▸ PROBLEM TO WORK ON
Reproduce the entries shown below only from the line with "filename pipeline-core/src/graph/snapshot.rs" down to the line with "use crate::error::SnapshotError;", keeping both end lines and copying each one exactly.

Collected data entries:
▼

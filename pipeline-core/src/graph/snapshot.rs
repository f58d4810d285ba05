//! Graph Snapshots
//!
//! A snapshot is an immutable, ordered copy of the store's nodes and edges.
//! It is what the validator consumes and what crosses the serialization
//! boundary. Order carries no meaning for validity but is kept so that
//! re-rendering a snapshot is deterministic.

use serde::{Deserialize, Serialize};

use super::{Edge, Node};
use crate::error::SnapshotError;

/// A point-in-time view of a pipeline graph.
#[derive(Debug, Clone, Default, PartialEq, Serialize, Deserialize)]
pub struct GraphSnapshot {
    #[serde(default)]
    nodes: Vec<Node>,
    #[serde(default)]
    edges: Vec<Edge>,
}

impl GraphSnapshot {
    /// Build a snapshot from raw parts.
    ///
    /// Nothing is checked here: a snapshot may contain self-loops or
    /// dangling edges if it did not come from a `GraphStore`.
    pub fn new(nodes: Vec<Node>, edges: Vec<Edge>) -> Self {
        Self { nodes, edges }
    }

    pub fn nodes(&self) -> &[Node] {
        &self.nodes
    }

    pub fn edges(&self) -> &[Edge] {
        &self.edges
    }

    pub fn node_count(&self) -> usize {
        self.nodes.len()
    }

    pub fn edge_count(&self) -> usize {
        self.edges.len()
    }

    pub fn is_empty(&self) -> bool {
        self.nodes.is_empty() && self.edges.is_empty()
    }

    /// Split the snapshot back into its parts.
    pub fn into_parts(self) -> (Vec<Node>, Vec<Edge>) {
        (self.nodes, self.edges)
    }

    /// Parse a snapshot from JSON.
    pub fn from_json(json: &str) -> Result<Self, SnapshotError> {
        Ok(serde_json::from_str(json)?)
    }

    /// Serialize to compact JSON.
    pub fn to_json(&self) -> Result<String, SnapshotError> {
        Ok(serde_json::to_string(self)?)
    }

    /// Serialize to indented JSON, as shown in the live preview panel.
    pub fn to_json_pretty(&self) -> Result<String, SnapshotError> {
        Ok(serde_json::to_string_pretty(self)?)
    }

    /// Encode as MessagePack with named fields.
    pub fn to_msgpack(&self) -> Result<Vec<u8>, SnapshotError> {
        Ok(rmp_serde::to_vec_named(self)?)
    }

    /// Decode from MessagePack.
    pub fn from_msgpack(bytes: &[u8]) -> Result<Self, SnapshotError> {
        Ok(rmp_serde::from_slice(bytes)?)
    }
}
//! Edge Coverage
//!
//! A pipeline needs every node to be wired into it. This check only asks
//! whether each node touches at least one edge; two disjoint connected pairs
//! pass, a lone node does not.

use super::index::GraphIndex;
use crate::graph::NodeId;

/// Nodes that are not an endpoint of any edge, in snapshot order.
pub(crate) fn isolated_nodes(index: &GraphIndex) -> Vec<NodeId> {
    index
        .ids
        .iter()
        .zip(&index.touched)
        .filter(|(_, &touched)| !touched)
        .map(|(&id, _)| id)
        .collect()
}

▲
▼

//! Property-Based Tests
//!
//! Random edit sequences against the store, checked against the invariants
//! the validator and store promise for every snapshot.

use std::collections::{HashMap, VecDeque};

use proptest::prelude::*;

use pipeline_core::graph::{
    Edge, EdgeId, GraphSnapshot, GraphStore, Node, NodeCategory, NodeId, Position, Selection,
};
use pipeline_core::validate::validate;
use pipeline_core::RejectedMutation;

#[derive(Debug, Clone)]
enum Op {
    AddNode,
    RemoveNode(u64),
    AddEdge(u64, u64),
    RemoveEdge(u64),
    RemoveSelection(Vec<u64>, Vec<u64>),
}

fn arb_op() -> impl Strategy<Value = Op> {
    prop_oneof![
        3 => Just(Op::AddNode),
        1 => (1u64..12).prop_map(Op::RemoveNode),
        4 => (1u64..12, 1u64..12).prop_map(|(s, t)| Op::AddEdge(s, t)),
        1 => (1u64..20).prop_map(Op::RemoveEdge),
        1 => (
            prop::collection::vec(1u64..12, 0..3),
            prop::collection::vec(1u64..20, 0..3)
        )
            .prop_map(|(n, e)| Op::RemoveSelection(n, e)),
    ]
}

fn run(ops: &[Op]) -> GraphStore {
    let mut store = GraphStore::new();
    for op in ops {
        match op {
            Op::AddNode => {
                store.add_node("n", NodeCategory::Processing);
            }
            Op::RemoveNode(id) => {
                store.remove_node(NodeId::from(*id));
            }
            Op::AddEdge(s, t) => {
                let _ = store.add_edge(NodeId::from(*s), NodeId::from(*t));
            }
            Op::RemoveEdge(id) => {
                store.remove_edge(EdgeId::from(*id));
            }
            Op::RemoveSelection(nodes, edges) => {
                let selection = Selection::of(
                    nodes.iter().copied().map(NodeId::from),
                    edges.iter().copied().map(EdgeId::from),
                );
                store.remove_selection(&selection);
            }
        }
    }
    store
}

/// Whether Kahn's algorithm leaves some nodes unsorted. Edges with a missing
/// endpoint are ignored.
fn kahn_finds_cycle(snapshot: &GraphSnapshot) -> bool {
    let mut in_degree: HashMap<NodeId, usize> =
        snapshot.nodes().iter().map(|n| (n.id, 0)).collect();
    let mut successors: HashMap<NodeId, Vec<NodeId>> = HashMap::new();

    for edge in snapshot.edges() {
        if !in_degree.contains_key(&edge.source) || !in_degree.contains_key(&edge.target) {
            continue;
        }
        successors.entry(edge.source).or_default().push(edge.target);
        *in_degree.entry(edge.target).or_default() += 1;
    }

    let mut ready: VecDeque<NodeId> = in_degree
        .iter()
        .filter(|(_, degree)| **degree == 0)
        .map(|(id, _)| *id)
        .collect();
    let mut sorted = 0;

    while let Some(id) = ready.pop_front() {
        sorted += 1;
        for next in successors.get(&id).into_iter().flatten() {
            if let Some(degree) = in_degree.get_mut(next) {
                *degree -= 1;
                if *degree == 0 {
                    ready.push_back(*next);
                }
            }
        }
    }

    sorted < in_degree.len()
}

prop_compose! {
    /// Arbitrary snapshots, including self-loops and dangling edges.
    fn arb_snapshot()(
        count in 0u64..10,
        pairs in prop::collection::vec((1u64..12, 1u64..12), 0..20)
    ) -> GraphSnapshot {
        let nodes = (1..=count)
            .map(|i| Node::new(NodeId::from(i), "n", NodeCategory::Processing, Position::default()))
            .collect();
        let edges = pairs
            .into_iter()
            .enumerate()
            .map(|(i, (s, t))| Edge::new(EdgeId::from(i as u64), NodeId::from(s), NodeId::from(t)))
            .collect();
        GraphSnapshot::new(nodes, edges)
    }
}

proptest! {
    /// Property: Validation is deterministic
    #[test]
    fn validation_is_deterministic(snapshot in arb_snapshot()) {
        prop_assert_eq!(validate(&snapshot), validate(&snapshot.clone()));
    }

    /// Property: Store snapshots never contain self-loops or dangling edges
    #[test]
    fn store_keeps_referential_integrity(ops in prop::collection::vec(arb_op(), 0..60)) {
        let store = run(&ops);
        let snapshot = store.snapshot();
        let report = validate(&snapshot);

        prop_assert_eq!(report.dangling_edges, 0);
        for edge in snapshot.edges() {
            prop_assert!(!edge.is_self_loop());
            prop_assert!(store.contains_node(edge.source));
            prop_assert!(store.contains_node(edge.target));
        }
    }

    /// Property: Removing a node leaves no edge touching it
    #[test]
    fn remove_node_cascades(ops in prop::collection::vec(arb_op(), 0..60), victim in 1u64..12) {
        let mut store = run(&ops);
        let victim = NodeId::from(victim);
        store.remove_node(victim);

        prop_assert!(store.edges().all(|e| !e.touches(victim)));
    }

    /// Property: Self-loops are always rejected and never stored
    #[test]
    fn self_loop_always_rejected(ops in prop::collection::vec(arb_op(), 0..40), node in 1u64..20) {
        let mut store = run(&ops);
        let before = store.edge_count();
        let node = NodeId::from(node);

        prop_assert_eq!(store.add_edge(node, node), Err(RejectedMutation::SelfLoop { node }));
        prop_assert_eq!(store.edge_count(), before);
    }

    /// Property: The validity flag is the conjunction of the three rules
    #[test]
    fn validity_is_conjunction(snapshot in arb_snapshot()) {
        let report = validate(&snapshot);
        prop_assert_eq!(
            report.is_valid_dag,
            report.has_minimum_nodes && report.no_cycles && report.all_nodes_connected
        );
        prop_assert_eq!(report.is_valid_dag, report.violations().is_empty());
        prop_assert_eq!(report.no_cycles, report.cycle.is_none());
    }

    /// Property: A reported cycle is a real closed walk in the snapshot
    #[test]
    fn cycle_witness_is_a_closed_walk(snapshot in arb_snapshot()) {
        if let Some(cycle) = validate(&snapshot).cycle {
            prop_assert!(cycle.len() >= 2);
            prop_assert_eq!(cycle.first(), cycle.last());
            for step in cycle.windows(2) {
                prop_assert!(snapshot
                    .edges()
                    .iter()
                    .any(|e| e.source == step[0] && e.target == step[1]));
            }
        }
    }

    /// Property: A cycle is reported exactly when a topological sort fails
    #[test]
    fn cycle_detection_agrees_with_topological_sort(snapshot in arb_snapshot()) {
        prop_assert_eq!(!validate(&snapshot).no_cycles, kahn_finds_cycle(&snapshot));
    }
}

▲

▸ YOUR SOLUTION
filename pipeline-core/src/graph/snapshot.rs
repository f58d4810d285ba05
//! Graph Snapshots
//!
//! A snapshot is an immutable, ordered copy of the store's nodes and edges.
//! It is what the validator consumes and what crosses the serialization
//! boundary. Order carries no meaning for validity but is kept so that
//! re-rendering a snapshot is deterministic.

use serde::{Deserialize, Serialize};

use super::{Edge, Node};
use crate::error::SnapshotError;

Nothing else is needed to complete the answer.